Modern processors support virtual memory capability. A virtual memory system maps, or translates, virtual addresses used by a program to physical addresses used by hardware to address memory. Virtual memory has the advantages of hiding the fragmentation of physical memory from the program, facilitating program relocation, and of allowing the program to see a larger memory address space than the actual physical memory available to it. These advantages are particularly beneficial in modern systems that support time-sharing of the processor by multiple programs or processes.
The operating system creates and maintains in memory translation tables, often referred to as page tables in a paged virtual memory system, that map virtual addresses to physical addresses. The translation tables may be in the form of a hierarchy of tables, some of which map virtual addresses to intermediate table addresses. When a program accesses memory using a virtual address, the translation tables must be accessed to accomplish the translation of the virtual address to its physical address, commonly referred to as a page table walk, or table walk. The additional memory accesses to access the translation tables can significantly delay the ultimate access to the memory to obtain the data or instruction desired by the program.
Modern processors include translation-lookaside buffers (TLB) to address this problem and improve performance.
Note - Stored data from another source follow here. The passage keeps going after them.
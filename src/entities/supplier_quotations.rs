use chrono::NaiveDate;
use sea_orm::entity::prelude::*;
use serde::{Deserialize, Serialize};

use super::DocStatus;

#[derive(Clone, Debug, PartialEq, Eq, DeriveEntityModel, Serialize, Deserialize)]
#[sea_orm(table_name = "supplier_quotations")]
pub struct Model {
    #[sea_orm(primary_key, auto_increment = false)]
    pub name: String,
    pub supplier: String,
    pub transaction_date: NaiveDate,
    pub docstatus: DocStatus,
}

#[derive(Copy, Clone, Debug, EnumIter, DeriveRelation)]
pub enum Relation {
    #[sea_orm(has_many = "super::supplier_quotation_items::Entity")]
    Items,
}

impl Related<super::supplier_quotation_items::Entity> for Entity {
    fn to() -> RelationDef {
        Relation::Items.def()
    }
}

impl ActiveModelBehavior for ActiveModel {}
use std::sync::Arc;

use anyhow::{Context, Result};
use chrono::NaiveDate;
use clap::{ArgAction, Args, Parser, Subcommand};
use serde::Serialize;
use supplier_scorecard::{
    config::{self, AppConfig},
    db::{self, DbPool},
    period::ScorecardPeriod,
    services::{
        scorecard::{ScorecardReport, ScorecardService},
        variables::VariableService,
    },
    variables::{resolve_path, Metric, NamespaceResolver},
};

#[tokio::main]
async fn main() -> Result<()> {
    let cli = Cli::parse();

    match cli.command {
        // Path checks need no database.
        Commands::ValidatePath(args) => handle_validate_path(&args, cli.json),
        command => {
            let context = CliContext::initialize().await?;
            run(&context, command, cli.json).await?;
            db::close_pool(context.db)
                .await
                .context("failed to close database pool")
        }
    }
}

async fn run(context: &CliContext, command: Commands, json: bool) -> Result<()> {
    match command {
        Commands::Migrate => handle_migrate(context).await,
        Commands::Seed => handle_seed(context, json).await,
        Commands::Variables => handle_variables(context, json).await,
        Commands::Evaluate(args) => handle_evaluate(context, args, json).await,
        Commands::ValidatePath(args) => handle_validate_path(&args, json),
    }
}

#[derive(Parser)]
#[command(
    name = "scorecard",
    about = "Supplier scorecard variables: validate paths and evaluate metrics",
    version
)]
struct Cli {
    #[arg(
        long,
        global = true,
        action = ArgAction::SetTrue,
        help = "Render command output as pretty JSON when available"
    )]
    json: bool,
    #[command(subcommand)]
    command: Commands,
}

#[derive(Subcommand)]
enum Commands {
    /// Apply pending database migrations
    Migrate,
    /// Install the standard variable for every catalogue metric
    Seed,
    /// Check that a variable path names a catalogue metric
    ValidatePath(ValidatePathArgs),
    /// List configured scorecard variables
    Variables,
    /// Evaluate metrics for a supplier over a date range
    Evaluate(EvaluateArgs),
}

#[derive(Args)]
struct ValidatePathArgs {
    #[arg(help = "Bare metric name or dotted path")]
    path: String,
}

#[derive(Args)]
struct EvaluateArgs {
    #[arg(long, help = "Supplier name")]
    supplier: String,
    #[arg(long, help = "Period start date (YYYY-MM-DD)")]
    from: NaiveDate,
    #[arg(long, help = "Period end date (YYYY-MM-DD), inclusive")]
    to: NaiveDate,
    #[arg(
        long = "metric",
        value_parser = parse_metric,
        help = "Metric path to evaluate; repeatable. Defaults to the whole catalogue"
    )]
    metrics: Vec<Metric>,
    #[arg(
        long,
        action = ArgAction::SetTrue,
        conflicts_with = "metrics",
        help = "Evaluate the stored variable records instead of catalogue metrics"
    )]
    configured: bool,
}

fn parse_metric(raw: &str) -> std::result::Result<Metric, String> {
    resolve_path(raw, NamespaceResolver::standard()).map_err(|e| e.to_string())
}

struct CliContext {
    config: AppConfig,
    db: DbPool,
}

impl CliContext {
    async fn initialize() -> Result<Self> {
        let config = config::load_config().context("failed to load application config")?;
        config::init_tracing(config.log_level(), config.json_logs());

        let db_pool = db::establish_connection_from_app_config(&config)
            .await
            .context("failed to connect to database")?;

        if config.auto_migrate {
            db::run_migrations(&db_pool)
                .await
                .context("failed to run migrations")?;
        }

        Ok(Self {
            config,
            db: db_pool,
        })
    }

    fn variable_service(&self) -> VariableService {
        VariableService::new(Arc::new(self.db.clone()))
    }

    fn scorecard_service(&self) -> ScorecardService {
        ScorecardService::new(Arc::new(self.db.clone()))
    }
}

fn handle_validate_path(args: &ValidatePathArgs, json: bool) -> Result<()> {
    #[derive(Serialize)]
    struct PathCheck<'a> {
        path: &'a str,
        metric: Option<&'static str>,
        error: Option<String>,
    }

    let result = resolve_path(&args.path, NamespaceResolver::standard());
    if json {
        print_json(&PathCheck {
            path: &args.path,
            metric: result.as_ref().ok().map(|m| m.path()),
            error: result.as_ref().err().map(|e| e.to_string()),
        })?;
    }

    match result {
        Ok(metric) => {
            if !json {
                println!("{} -> {} ({})", args.path, metric.path(), metric.label());
            }
            Ok(())
        }
        Err(e) => Err(e.into()),
    }
}

async fn handle_migrate(context: &CliContext) -> Result<()> {
    db::run_migrations(&context.db)
        .await
        .context("failed to run migrations")?;
    println!("Migrations applied to {}", context.config.database_url());
    Ok(())
}

async fn handle_seed(context: &CliContext, json: bool) -> Result<()> {
    let inserted = context
        .variable_service()
        .install_standard_variables()
        .await
        .context("failed to install standard variables")?;

    if json {
        print_json(&serde_json::json!({ "inserted": inserted }))?;
    } else {
        println!("Installed {} standard variables", inserted);
    }
    Ok(())
}

async fn handle_variables(context: &CliContext, json: bool) -> Result<()> {
    let variables = context
        .variable_service()
        .list_variables()
        .await
        .context("failed to list variables")?;

    if json {
        return print_json(&variables);
    }

    if variables.is_empty() {
        println!("No scorecard variables configured. Run `seed` to install the standard set.");
        return Ok(());
    }
    for v in &variables {
        let kind = if v.is_custom { "custom" } else { "standard" };
        println!("- {} • {} • {} • {}", v.name, v.param_name, v.path, kind);
    }
    Ok(())
}

async fn handle_evaluate(context: &CliContext, args: EvaluateArgs, json: bool) -> Result<()> {
    let period = ScorecardPeriod::new(args.supplier, args.from, args.to);
    let service = context.scorecard_service();

    let report = if args.configured {
        service.evaluate_configured(&period).await
    } else if args.metrics.is_empty() {
        service.evaluate_catalogue(&period).await
    } else {
        service.evaluate_metrics(&period, &args.metrics).await
    }
    .with_context(|| format!("failed to evaluate scorecard for {}", period.supplier))?;

    if json {
        print_json(&report)
    } else {
        render_report(&report);
        Ok(())
    }
}

fn render_report(report: &ScorecardReport) {
    println!(
        "Supplier {} • {} to {}",
        report.period.supplier, report.period.start_date, report.period.end_date
    );
    let width = report
        .values
        .iter()
        .map(|v| v.param_name.len())
        .max()
        .unwrap_or(0);
    for v in &report.values {
        println!("  {:<width$}  {}", v.param_name, v.value, width = width);
    }
}

fn print_json<T: Serialize>(value: &T) -> Result<()> {
    println!("{}", serde_json::to_string_pretty(value)?);
    Ok(())
}
use chrono::NaiveDate;
use serde::{Deserialize, Serialize};

/// A supplier and the closed date interval `[start_date, end_date]` every
/// scorecard variable is evaluated over.
///
/// `start_date <= end_date` is assumed but not enforced; day-count
/// variables go negative for inverted periods.
#[derive(Debug, Clone, PartialEq, Eq, Hash, Serialize, Deserialize)]
pub struct ScorecardPeriod {
    pub supplier: String,
    pub start_date: NaiveDate,
    pub end_date: NaiveDate,
}

impl ScorecardPeriod {
    pub fn new(supplier: impl Into<String>, start_date: NaiveDate, end_date: NaiveDate) -> Self {
        Self {
            supplier: supplier.into(),
            start_date,
            end_date,
        }
    }

    /// Closed-interval membership test.
    pub fn contains(&self, date: NaiveDate) -> bool {
        self.start_date <= date && date <= self.end_date
    }

    /// Signed number of days from `start_date` to `end_date`.
    pub fn span_days(&self) -> i64 {
        (self.end_date - self.start_date).num_days()
    }

    pub fn is_inverted(&self) -> bool {
        self.start_date > self.end_date
    }
}
//! Request-for-quotation responsiveness metrics.

use std::collections::HashSet;

use chrono::NaiveDate;
use rust_decimal::Decimal;
use sea_orm::{
    ColumnTrait, ConnectionTrait, EntityTrait, FromQueryResult, JoinType, QueryFilter, QuerySelect,
    RelationTrait, Select,
};
use tracing::instrument;

use super::{count, days, require_supplier};
use crate::{
    entities::{
        request_for_quotation_items, request_for_quotation_suppliers, request_for_quotations,
        supplier_quotation_items, supplier_quotations, DocStatus,
    },
    errors::ServiceError,
    period::ScorecardPeriod,
};

/// An RFQ line sent to the supplier.
#[derive(Debug, Clone, FromQueryResult)]
struct RfqLine {
    rfq_item: String,
}

/// An RFQ line the supplier answered with a quotation line.
#[derive(Debug, Clone, FromQueryResult)]
pub struct QuotedLine {
    pub rfq: String,
    pub rfq_date: NaiveDate,
    pub quotation: String,
    pub quotation_item: String,
    pub quotation_date: NaiveDate,
}

impl QuotedLine {
    pub fn response_days(&self) -> i64 {
        (self.quotation_date - self.rfq_date).num_days()
    }
}

/// Submitted RFQ lines, from RFQs in the period that list the supplier.
fn rfq_lines(period: &ScorecardPeriod) -> Select<request_for_quotation_items::Entity> {
    request_for_quotation_items::Entity::find()
        .join(
            JoinType::InnerJoin,
            request_for_quotation_items::Relation::RequestForQuotation.def(),
        )
        .join(
            JoinType::InnerJoin,
            request_for_quotations::Relation::Suppliers.def(),
        )
        .filter(request_for_quotation_suppliers::Column::Supplier.eq(period.supplier.as_str()))
        .filter(
            request_for_quotations::Column::TransactionDate
                .between(period.start_date, period.end_date),
        )
        .filter(request_for_quotation_items::Column::Docstatus.eq(DocStatus::Submitted))
}

/// One row per RFQ line. A supplier listed twice on the same RFQ does not
/// duplicate its lines.
async fn sent_lines<C>(db: &C, period: &ScorecardPeriod) -> Result<Vec<RfqLine>, ServiceError>
where
    C: ConnectionTrait,
{
    let rows = rfq_lines(period)
        .select_only()
        .column_as(request_for_quotation_items::Column::Name, "rfq_item")
        .into_model::<RfqLine>()
        .all(db)
        .await
        .map_err(ServiceError::db_error)?;

    let mut seen = HashSet::new();
    Ok(rows
        .into_iter()
        .filter(|row| seen.insert(row.rfq_item.clone()))
        .collect())
}

/// One row per quotation line answering an RFQ line, deduplicated the same
/// way as [`sent_lines`].
pub(crate) async fn quoted_lines<C>(
    db: &C,
    period: &ScorecardPeriod,
) -> Result<Vec<QuotedLine>, ServiceError>
where
    C: ConnectionTrait,
{
    let rows = rfq_lines(period)
        .join(
            JoinType::InnerJoin,
            request_for_quotation_items::Relation::SupplierQuotationItems.def(),
        )
        .join(
            JoinType::InnerJoin,
            supplier_quotation_items::Relation::SupplierQuotation.def(),
        )
        .filter(supplier_quotation_items::Column::Docstatus.eq(DocStatus::Submitted))
        .filter(supplier_quotations::Column::Supplier.eq(period.supplier.as_str()))
        .select_only()
        .column_as(request_for_quotations::Column::Name, "rfq")
        .column_as(request_for_quotations::Column::TransactionDate, "rfq_date")
        .column_as(supplier_quotations::Column::Name, "quotation")
        .column_as(supplier_quotation_items::Column::Name, "quotation_item")
        .column_as(supplier_quotations::Column::TransactionDate, "quotation_date")
        .into_model::<QuotedLine>()
        .all(db)
        .await
        .map_err(ServiceError::db_error)?;

    let mut seen = HashSet::new();
    Ok(rows
        .into_iter()
        .filter(|row| seen.insert(row.quotation_item.clone()))
        .collect())
}

/// RFQs sent to the supplier, counted once per RFQ line.
#[instrument(skip(db))]
pub async fn rfq_total_number<C>(db: &C, period: &ScorecardPeriod) -> Result<Decimal, ServiceError>
where
    C: ConnectionTrait,
{
    require_supplier(db, &period.supplier).await?;

    Ok(count(sent_lines(db, period).await?.len()))
}

#[instrument(skip(db))]
pub async fn rfq_total_items<C>(db: &C, period: &ScorecardPeriod) -> Result<Decimal, ServiceError>
where
    C: ConnectionTrait,
{
    require_supplier(db, &period.supplier).await?;

    Ok(count(sent_lines(db, period).await?.len()))
}

/// Quotations answering the period's RFQs, counted once per quotation line.
#[instrument(skip(db))]
pub async fn sq_total_number<C>(db: &C, period: &ScorecardPeriod) -> Result<Decimal, ServiceError>
where
    C: ConnectionTrait,
{
    require_supplier(db, &period.supplier).await?;

    Ok(count(quoted_lines(db, period).await?.len()))
}

#[instrument(skip(db))]
pub async fn sq_total_items<C>(db: &C, period: &ScorecardPeriod) -> Result<Decimal, ServiceError>
where
    C: ConnectionTrait,
{
    require_supplier(db, &period.supplier).await?;

    Ok(count(quoted_lines(db, period).await?.len()))
}

/// Sum over answered RFQ lines of the days from RFQ to quotation.
#[instrument(skip(db))]
pub async fn rfq_response_days<C>(
    db: &C,
    period: &ScorecardPeriod,
) -> Result<Decimal, ServiceError>
where
    C: ConnectionTrait,
{
    require_supplier(db, &period.supplier).await?;

    let lines = quoted_lines(db, period).await?;
    Ok(lines.iter().map(|l| days(l.response_days())).sum())
}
A TLB is a hardware structure of a processor that caches the virtual to physical address translations in order to greatly reduce the likelihood that the translation tables will need to be accessed. The virtual address to be translated is looked up in the TLB and the TLB provides the physical address, if the virtual address hits in the TLB, in much less time than would be required to access the translation tables in memory to perform the table walk. The efficiency (hit rate) of TLBs is crucial to processor performance.
Each process, or context, has its own unique address space and associated address translations. Therefore, the TLB entries for one process might be incorrect for another process. That is, the TLB entries created for one process might be stale with respect to another process. One phenomenon that can reduce TLB efficiency is when the processor switches from running one process to running a different process. The system must ensure that it does not use stale TLB entries to incorrectly translate virtual addresses of the new process by using address translations cached in the TLB for the old process.